■ **Try it**
Return only those lines of the material that contain "alice".

■ **The data**
=== Begin Enclosure ===
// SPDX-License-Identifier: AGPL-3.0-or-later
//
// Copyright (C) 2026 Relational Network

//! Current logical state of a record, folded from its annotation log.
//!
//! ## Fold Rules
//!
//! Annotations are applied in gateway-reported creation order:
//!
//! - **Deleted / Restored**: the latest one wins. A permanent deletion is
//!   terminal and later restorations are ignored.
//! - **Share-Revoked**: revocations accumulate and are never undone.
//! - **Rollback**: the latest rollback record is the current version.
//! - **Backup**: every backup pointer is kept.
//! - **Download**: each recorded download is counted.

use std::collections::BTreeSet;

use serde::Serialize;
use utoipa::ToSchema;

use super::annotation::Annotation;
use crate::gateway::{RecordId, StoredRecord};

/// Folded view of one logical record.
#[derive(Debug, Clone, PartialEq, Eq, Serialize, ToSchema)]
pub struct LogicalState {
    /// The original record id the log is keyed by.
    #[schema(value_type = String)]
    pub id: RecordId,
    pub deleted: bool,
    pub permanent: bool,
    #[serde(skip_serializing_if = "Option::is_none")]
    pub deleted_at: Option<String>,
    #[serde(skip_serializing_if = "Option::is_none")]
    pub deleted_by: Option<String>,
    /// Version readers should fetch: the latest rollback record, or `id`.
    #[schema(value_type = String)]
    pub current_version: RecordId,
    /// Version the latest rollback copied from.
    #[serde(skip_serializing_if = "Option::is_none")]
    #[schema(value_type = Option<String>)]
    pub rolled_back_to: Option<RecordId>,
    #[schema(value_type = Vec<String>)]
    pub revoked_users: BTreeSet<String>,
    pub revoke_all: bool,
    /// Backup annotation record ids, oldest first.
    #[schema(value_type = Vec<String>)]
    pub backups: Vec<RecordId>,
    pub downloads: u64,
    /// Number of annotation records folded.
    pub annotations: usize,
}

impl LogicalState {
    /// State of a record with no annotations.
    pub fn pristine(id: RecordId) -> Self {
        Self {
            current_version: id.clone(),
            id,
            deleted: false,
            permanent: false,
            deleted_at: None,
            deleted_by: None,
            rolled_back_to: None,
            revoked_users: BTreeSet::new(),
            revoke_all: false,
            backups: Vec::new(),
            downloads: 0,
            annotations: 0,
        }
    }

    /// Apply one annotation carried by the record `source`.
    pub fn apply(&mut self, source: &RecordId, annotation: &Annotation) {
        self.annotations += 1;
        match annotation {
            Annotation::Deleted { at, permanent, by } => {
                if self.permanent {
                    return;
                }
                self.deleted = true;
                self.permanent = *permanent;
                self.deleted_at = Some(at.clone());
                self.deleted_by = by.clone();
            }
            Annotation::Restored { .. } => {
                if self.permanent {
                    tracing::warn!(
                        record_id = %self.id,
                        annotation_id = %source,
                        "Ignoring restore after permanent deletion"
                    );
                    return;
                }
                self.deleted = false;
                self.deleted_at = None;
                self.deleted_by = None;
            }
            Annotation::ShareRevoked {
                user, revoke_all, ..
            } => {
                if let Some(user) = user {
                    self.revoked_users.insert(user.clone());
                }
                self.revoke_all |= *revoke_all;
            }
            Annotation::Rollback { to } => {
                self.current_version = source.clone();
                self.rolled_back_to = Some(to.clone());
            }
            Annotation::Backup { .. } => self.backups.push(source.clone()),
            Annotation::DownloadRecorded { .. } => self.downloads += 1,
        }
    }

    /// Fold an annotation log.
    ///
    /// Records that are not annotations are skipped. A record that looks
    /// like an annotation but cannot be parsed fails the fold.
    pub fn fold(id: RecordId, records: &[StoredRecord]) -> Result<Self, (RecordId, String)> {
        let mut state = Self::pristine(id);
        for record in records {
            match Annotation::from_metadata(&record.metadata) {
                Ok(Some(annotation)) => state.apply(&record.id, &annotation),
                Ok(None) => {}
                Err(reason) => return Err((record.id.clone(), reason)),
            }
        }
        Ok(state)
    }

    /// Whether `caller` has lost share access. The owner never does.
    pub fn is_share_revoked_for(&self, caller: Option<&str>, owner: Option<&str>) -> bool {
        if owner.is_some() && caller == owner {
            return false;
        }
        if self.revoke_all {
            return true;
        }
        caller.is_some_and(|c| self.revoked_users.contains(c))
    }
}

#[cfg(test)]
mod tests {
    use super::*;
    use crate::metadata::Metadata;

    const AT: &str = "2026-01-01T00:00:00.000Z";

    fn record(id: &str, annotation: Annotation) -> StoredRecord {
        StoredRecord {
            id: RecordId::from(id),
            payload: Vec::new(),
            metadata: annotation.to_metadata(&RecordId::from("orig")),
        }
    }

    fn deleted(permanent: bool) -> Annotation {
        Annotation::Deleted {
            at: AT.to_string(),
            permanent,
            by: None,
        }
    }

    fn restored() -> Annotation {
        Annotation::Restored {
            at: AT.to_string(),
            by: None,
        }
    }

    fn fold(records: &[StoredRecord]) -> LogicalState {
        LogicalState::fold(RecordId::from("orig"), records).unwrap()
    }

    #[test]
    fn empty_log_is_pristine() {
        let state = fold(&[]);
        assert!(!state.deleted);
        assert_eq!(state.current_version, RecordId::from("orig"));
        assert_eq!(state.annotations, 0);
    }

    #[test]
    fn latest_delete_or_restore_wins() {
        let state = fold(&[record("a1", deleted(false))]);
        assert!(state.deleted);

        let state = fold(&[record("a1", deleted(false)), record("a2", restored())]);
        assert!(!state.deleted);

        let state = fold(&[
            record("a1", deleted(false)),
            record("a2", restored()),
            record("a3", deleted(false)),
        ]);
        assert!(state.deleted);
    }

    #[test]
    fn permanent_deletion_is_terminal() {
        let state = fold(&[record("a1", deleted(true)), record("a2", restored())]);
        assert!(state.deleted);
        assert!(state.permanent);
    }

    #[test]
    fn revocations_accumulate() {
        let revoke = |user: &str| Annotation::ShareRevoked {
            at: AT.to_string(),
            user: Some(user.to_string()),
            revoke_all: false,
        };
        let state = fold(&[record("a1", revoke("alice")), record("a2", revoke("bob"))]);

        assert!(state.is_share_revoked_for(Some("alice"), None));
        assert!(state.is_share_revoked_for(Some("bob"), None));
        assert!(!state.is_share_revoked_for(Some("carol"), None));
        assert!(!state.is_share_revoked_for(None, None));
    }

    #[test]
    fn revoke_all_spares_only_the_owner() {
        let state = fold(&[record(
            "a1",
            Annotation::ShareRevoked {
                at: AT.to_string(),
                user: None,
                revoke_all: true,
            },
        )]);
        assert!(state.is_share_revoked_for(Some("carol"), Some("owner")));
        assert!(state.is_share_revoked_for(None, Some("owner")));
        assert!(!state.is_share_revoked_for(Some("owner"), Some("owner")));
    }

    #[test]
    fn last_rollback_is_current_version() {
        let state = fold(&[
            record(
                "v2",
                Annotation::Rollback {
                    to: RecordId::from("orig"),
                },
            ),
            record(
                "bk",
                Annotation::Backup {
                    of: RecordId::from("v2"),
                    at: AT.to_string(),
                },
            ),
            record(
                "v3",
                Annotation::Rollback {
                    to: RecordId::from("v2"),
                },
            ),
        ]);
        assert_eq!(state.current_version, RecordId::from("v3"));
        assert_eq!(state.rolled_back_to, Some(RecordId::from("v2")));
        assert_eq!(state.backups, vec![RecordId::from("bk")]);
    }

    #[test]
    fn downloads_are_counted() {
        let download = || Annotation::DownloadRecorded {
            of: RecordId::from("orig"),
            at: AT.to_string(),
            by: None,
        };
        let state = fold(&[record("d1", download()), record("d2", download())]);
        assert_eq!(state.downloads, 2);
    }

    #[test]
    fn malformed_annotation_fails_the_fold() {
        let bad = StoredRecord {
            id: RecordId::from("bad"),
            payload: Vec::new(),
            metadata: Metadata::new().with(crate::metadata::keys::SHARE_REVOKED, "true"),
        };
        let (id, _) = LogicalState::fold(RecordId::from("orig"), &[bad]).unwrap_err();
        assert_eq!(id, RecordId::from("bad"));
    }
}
=== End Enclosure ===
=== Begin Enclosure ===
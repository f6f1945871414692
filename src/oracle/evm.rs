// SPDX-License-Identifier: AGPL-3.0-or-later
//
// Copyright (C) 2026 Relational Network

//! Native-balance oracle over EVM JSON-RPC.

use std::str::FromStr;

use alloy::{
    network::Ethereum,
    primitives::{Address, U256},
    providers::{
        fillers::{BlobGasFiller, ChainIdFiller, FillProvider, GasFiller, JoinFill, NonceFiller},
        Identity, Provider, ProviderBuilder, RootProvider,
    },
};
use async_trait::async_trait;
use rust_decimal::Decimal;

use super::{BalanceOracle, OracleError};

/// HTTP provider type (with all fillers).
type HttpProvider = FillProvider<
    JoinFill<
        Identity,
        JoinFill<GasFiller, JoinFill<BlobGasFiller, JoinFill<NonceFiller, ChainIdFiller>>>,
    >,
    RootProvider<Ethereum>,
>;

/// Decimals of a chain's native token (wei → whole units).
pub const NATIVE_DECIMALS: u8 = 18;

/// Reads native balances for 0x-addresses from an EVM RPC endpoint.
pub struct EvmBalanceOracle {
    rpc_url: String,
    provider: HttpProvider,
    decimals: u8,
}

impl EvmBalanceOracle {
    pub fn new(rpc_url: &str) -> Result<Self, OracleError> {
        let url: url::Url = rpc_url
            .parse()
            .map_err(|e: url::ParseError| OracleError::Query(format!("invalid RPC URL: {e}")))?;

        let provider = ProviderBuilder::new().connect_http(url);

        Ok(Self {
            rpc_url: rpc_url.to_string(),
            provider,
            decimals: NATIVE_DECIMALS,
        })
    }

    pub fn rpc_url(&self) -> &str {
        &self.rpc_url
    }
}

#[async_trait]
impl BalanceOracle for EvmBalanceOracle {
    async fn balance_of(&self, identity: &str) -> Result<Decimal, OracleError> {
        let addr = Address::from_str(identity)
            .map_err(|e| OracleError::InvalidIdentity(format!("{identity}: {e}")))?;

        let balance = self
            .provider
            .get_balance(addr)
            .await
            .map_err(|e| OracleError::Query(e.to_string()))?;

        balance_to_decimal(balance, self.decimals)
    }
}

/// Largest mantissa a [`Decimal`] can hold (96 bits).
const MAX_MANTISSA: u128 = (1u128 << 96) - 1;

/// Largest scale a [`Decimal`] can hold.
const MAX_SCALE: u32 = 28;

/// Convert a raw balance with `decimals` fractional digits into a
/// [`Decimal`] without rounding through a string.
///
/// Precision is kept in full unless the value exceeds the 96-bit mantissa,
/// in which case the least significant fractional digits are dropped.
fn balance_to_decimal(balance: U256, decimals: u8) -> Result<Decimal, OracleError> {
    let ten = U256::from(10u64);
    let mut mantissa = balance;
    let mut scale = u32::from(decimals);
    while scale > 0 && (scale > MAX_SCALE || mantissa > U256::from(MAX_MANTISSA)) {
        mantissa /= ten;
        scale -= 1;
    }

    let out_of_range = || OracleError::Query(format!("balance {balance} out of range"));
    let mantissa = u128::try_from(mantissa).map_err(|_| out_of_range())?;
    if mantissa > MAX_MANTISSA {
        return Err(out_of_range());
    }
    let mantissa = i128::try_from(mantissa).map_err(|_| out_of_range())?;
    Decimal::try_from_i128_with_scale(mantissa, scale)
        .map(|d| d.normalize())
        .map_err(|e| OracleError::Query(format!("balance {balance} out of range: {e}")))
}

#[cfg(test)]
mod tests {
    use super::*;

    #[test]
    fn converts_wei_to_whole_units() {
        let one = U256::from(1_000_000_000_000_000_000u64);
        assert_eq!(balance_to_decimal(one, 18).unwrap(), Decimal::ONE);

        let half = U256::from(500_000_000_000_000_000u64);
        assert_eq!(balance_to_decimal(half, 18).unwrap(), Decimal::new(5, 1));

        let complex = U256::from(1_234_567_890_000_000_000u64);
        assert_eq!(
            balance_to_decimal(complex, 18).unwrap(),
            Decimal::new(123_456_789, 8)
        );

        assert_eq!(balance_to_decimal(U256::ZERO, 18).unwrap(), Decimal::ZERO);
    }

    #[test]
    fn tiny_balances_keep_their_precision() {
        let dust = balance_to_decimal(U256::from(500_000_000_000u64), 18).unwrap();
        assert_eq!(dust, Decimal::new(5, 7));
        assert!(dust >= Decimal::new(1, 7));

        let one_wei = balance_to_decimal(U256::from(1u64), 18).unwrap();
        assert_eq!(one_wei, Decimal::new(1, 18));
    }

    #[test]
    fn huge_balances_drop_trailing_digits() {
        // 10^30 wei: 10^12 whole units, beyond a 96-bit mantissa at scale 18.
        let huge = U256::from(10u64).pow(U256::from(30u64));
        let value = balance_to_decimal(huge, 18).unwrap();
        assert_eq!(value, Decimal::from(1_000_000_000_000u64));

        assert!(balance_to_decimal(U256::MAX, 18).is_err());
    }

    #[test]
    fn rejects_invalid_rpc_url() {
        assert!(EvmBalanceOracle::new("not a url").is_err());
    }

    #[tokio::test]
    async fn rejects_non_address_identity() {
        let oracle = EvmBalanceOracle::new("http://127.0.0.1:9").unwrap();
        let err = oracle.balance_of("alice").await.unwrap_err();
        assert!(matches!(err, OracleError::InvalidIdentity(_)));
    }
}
=== End Enclosure ===
=== Begin Enclosure ===
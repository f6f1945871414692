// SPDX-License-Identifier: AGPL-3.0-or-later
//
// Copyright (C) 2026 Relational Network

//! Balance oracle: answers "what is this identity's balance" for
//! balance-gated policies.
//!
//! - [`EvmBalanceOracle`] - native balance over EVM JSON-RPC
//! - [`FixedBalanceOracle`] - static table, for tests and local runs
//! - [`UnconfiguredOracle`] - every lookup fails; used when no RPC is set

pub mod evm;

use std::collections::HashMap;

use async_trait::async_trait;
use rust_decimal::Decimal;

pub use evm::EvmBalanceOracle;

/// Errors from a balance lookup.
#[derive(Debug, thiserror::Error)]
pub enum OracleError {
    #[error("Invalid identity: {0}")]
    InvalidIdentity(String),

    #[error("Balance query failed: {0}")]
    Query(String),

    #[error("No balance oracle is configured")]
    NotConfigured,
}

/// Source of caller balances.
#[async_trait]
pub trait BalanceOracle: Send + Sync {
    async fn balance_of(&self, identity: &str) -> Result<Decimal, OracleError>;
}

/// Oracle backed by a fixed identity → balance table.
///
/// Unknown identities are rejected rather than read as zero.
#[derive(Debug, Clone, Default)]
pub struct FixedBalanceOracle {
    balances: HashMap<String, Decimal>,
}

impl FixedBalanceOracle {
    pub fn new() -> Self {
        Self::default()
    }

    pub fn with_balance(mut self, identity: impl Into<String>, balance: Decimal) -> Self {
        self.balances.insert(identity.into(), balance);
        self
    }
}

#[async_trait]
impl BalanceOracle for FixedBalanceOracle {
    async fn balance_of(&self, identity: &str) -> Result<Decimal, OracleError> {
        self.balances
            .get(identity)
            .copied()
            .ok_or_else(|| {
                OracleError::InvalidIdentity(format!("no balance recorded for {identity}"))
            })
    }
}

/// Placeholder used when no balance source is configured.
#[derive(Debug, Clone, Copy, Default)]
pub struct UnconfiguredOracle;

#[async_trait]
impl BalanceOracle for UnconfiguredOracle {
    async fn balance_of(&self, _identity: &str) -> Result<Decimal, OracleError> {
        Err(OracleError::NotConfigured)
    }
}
=== End Enclosure ===
■ **Answer box**
        let state = fold(&[record("a1", revoke("alice")), record("a2", revoke("bob"))]);
        assert!(state.is_share_revoked_for(Some("alice"), None));
        let err = oracle.balance_of("alice").await.unwrap_err();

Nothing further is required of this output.